SUARAREPUBLIK.CO, Pesisir Barat – Dugaan pelanggaran tata kelola keuangan sekolah kembali mencuat di sejumlah Sekolah Dasar (SD) di Kabupaten Pesisir Barat. Praktik penggunaan akun resmi sekolah oleh pihak ketiga, khususnya dalam sistem pembelanjaan buku melalui platform digital, menjadi sorotan serius karena dinilai berpotensi melanggar aturan dan prinsip akuntabilitas.senin 04 mei 2026
Berdasarkan informasi dari sejumlah operator sekolah yang enggan disebutkan namanya, proses login dan transaksi pembelian buku melalui Sistem Informasi Pengadaan di Sekolah (SIPLah) tidak dilakukan oleh pihak sekolah sendiri. Mereka mengaku akses akun justru dikendalikan oleh pihak penyedia atau penerbit buku.
“Kami operator sekolah tidak melakukan login untuk pembelanjaan buku. Semua diakses oleh pihak penyedia,” ungkap salah satu sumber.
Jika dugaan ini benar, maka praktik tersebut bertentangan dengan prinsip dasar tata kelola keuangan sekolah. Akun resmi seperti SIPLah, ARKAS, maupun email kedinasan merupakan aset yang bersifat rahasia dan hanya boleh diakses oleh pejabat berwenang di lingkungan sekolah. Penyerahan akses kepada pihak luar membuka celah penyalahgunaan data sekaligus potensi manipulasi transaksi.
Selain itu, penggunaan akun oleh pihak ketiga berisiko mengaburkan transparansi proses pengadaan. Transaksi yang secara administratif terlihat sah, bisa jadi tidak melalui prosedur yang semestinya. Hal ini berpotensi menimbulkan kerugian negara, khususnya dalam pengelolaan Dana Bantuan Operasional Sekolah (BOS).
Dalam regulasi pengelolaan keuangan sekolah dan pengadaan barang/jasa pemerintah, kepala sekolah memiliki tanggung jawab penuh terhadap setiap transaksi yang terjadi. Ketidakmandirian dalam proses pengadaan, apalagi hingga menyerahkan akses akun kepada pihak luar, dapat berujung pada sanksi administratif hingga konsekuensi hukum jika terbukti terjadi pelanggaran.

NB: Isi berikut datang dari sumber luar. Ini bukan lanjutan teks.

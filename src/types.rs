use serde::{Deserialize, Deserializer, Serialize};

/// A rectangular piece or stock panel.
///
/// Two tiles are the same *piece* when their ids match; they belong to the
/// same dimension class when [`TileDimensions::dimensions`] match.
#[derive(Debug, Clone, Copy, PartialEq, Eq, Hash, Serialize)]
pub struct TileDimensions {
    pub id: u32,
    pub width: u32,
    pub height: u32,
    #[serde(skip_serializing_if = "std::ops::Not::not")]
    pub rotated: bool,
}

impl TileDimensions {
    pub fn new(id: u32, width: u32, height: u32) -> Self {
        Self {
            id,
            width,
            height,
            rotated: false,
        }
    }

    pub fn area(&self) -> u64 {
        self.width as u64 * self.height as u64
    }

    pub fn max_dimension(&self) -> u32 {
        self.width.max(self.height)
    }

    pub fn is_square(&self) -> bool {
        self.width == self.height
    }

    pub fn dimensions(&self) -> (u32, u32) {
        (self.width, self.height)
    }

    pub fn rotate90(&self) -> Self {
        Self {
            id: self.id,
            width: self.height,
            height: self.width,
            rotated: !self.rotated,
        }
    }

    pub fn fits_in(&self, width: u32, height: u32) -> bool {
        self.width <= width && self.height <= height
    }
}

impl std::fmt::Display for TileDimensions {
    fn fmt(&self, f: &mut std::fmt::Formatter<'_>) -> std::fmt::Result {
        write!(f, "{}x{}", self.width, self.height)
    }
}

/// A piece tagged with the ordering group it was assigned to.
#[derive(Debug, Clone, Copy, PartialEq, Eq)]
pub struct GroupedTileDimensions {
    pub tile: TileDimensions,
    pub group: u8,
}

impl GroupedTileDimensions {
    pub fn new(tile: TileDimensions, group: u8) -> Self {
        Self { tile, group }
    }

    /// Key shared by every piece of the same dimension class and group.
    pub fn class_key(&self) -> (u32, u32, u8) {
        (self.tile.width, self.tile.height, self.group)
    }
}

/// A combination of stock panels considered together as the material
/// budget of one search attempt.
///
/// Equality ignores order and ids: two solutions are equal when they hold
/// the same multiset of panel dimensions.
#[derive(Debug, Clone, Default)]
pub struct StockSolution {
    tiles: Vec<TileDimensions>,
}

impl StockSolution {
    pub fn new(tiles: Vec<TileDimensions>) -> Self {
        Self { tiles }
    }

    pub fn tiles(&self) -> &[TileDimensions] {
        &self.tiles
    }

    pub fn len(&self) -> usize {
        self.tiles.len()
    }

    pub fn is_empty(&self) -> bool {
        self.tiles.is_empty()
    }

    pub fn area(&self) -> u64 {
        self.tiles.iter().map(TileDimensions::area).sum()
    }

    fn canonical(&self) -> Vec<(u32, u32)> {
        let mut dims: Vec<(u32, u32)> = self.tiles.iter().map(TileDimensions::dimensions).collect();
        dims.sort_unstable();
        dims
    }
}

impl PartialEq for StockSolution {
    fn eq(&self, other: &Self) -> bool {
        self.tiles.len() == other.tiles.len() && self.canonical() == other.canonical()
    }
}

impl Eq for StockSolution {}

impl std::hash::Hash for StockSolution {
    fn hash<H: std::hash::Hasher>(&self, state: &mut H) {
        self.canonical().hash(state);
    }
}

impl std::fmt::Display for StockSolution {
    fn fmt(&self, f: &mut std::fmt::Formatter<'_>) -> std::fmt::Result {
        write!(f, "[")?;
        for (i, tile) in self.tiles.iter().enumerate() {
            if i > 0 {
                write!(f, " ")?;
            }
            write!(f, "{tile}")?;
        }
        write!(f, "]")
    }
}

/// A line of a request: a piece or stock panel with its quantity.
#[derive(Debug, Clone, Deserialize, Serialize)]
pub struct PanelSpec {
    #[serde(default)]
    pub id: u32,
    #[serde(deserialize_with = "deserialize_u32_from_number")]
    pub width: u32,
    #[serde(deserialize_with = "deserialize_u32_from_number")]
    pub height: u32,
    #[serde(
        default = "default_quantity",
        alias = "count",
        deserialize_with = "deserialize_u32_from_number"
    )]
    pub quantity: u32,
    #[serde(default = "default_true")]
    pub enabled: bool,
}

fn default_quantity() -> u32 {
    1
}

fn default_true() -> bool {
    true
}

impl PanelSpec {
    pub fn new(id: u32, width: u32, height: u32, quantity: u32) -> Self {
        Self {
            id,
            width,
            height,
            quantity,
            enabled: true,
        }
    }
}

/// Expands request lines into one tile per unit of quantity, dropping
/// disabled and zero-sized lines.
pub fn expand_specs(specs: &[PanelSpec]) -> Vec<TileDimensions> {
    specs
        .iter()
        .filter(|s| s.enabled && s.width > 0 && s.height > 0)
        .flat_map(|s| (0..s.quantity).map(move |_| TileDimensions::new(s.id, s.width, s.height)))
        .collect()
}

/// Accepts JSON numbers such as `600` or `600.0`, rejecting fractional or
/// negative values.
pub fn deserialize_u32_from_number<'de, D>(deserializer: D) -> Result<u32, D::Error>
where
    D: Deserializer<'de>,
{
    use serde::de::Error;

    let value = f64::deserialize(deserializer)?;
    if value < 0.0 || value.fract() != 0.0 || value > u32::MAX as f64 {
        return Err(D::Error::custom(format!(
            "expected a non-negative whole number, got {value}"
        )));
    }
    Ok(value as u32)
}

Situasi ini memunculkan pertanyaan besar terhadap peran pengawasan dari Dinas Pendidikan Kabupaten Pesisir Barat. Dugaan praktik yang terjadi secara berulang mengindikasikan lemahnya kontrol dan pembinaan terhadap sekolah-sekolah di bawah kewenangannya.
Pengawasan yang efektif seharusnya tidak hanya bersifat administratif, tetapi juga memastikan kepatuhan terhadap sistem dan prosedur yang telah ditetapkan. Jika pembiaran terus terjadi, maka bukan hanya integritas sistem yang dipertaruhkan, tetapi juga kepercayaan publik terhadap pengelolaan anggaran pendidikan.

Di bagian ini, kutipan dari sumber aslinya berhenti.